WHAT NEEDS TO BE DONE: Return all lines in the data where the string "persisted" can be found.

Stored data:
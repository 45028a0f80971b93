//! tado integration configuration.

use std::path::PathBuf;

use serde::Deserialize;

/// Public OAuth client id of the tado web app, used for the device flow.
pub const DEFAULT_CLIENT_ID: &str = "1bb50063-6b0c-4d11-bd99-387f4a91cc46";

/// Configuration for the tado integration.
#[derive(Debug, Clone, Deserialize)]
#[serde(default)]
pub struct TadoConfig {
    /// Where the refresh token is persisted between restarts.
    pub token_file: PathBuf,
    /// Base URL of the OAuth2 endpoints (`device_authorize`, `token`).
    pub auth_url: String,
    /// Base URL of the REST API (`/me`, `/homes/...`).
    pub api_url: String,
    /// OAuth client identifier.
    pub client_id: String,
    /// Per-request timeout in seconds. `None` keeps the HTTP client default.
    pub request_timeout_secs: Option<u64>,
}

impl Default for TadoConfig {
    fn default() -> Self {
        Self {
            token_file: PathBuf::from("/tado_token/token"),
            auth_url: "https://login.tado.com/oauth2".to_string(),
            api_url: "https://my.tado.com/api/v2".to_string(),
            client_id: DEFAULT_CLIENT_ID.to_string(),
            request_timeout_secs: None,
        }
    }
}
---
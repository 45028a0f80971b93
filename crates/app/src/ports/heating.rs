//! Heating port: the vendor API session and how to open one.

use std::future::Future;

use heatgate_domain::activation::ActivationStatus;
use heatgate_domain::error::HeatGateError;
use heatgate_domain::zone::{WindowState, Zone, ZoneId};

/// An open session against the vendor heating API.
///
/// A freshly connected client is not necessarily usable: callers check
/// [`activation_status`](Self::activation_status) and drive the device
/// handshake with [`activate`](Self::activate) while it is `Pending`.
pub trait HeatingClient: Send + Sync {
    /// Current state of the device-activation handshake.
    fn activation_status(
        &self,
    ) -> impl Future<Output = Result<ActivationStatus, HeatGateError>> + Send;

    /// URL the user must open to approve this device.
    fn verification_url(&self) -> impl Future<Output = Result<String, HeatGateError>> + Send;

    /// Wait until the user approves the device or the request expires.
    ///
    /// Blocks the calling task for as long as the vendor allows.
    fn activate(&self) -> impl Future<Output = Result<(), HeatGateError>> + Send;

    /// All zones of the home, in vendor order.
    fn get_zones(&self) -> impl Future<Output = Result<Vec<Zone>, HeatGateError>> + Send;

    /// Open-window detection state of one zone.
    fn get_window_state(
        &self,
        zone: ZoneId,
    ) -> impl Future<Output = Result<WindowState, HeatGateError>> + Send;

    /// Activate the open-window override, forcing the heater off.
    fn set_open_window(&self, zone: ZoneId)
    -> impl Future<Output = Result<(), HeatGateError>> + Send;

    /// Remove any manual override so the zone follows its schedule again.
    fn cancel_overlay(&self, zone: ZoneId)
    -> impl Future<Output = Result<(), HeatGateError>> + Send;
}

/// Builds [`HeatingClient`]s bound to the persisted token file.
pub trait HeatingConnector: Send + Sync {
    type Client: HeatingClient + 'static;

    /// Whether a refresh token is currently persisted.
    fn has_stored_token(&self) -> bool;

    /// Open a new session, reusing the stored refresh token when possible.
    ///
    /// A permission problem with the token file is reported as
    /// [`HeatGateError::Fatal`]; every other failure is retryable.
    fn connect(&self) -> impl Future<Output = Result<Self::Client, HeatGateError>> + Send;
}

TASK ANSWER:
    /// Where the refresh token is persisted between restarts.
/// Builds [`HeatingClient`]s bound to the persisted token file.
    /// Whether a refresh token is currently persisted.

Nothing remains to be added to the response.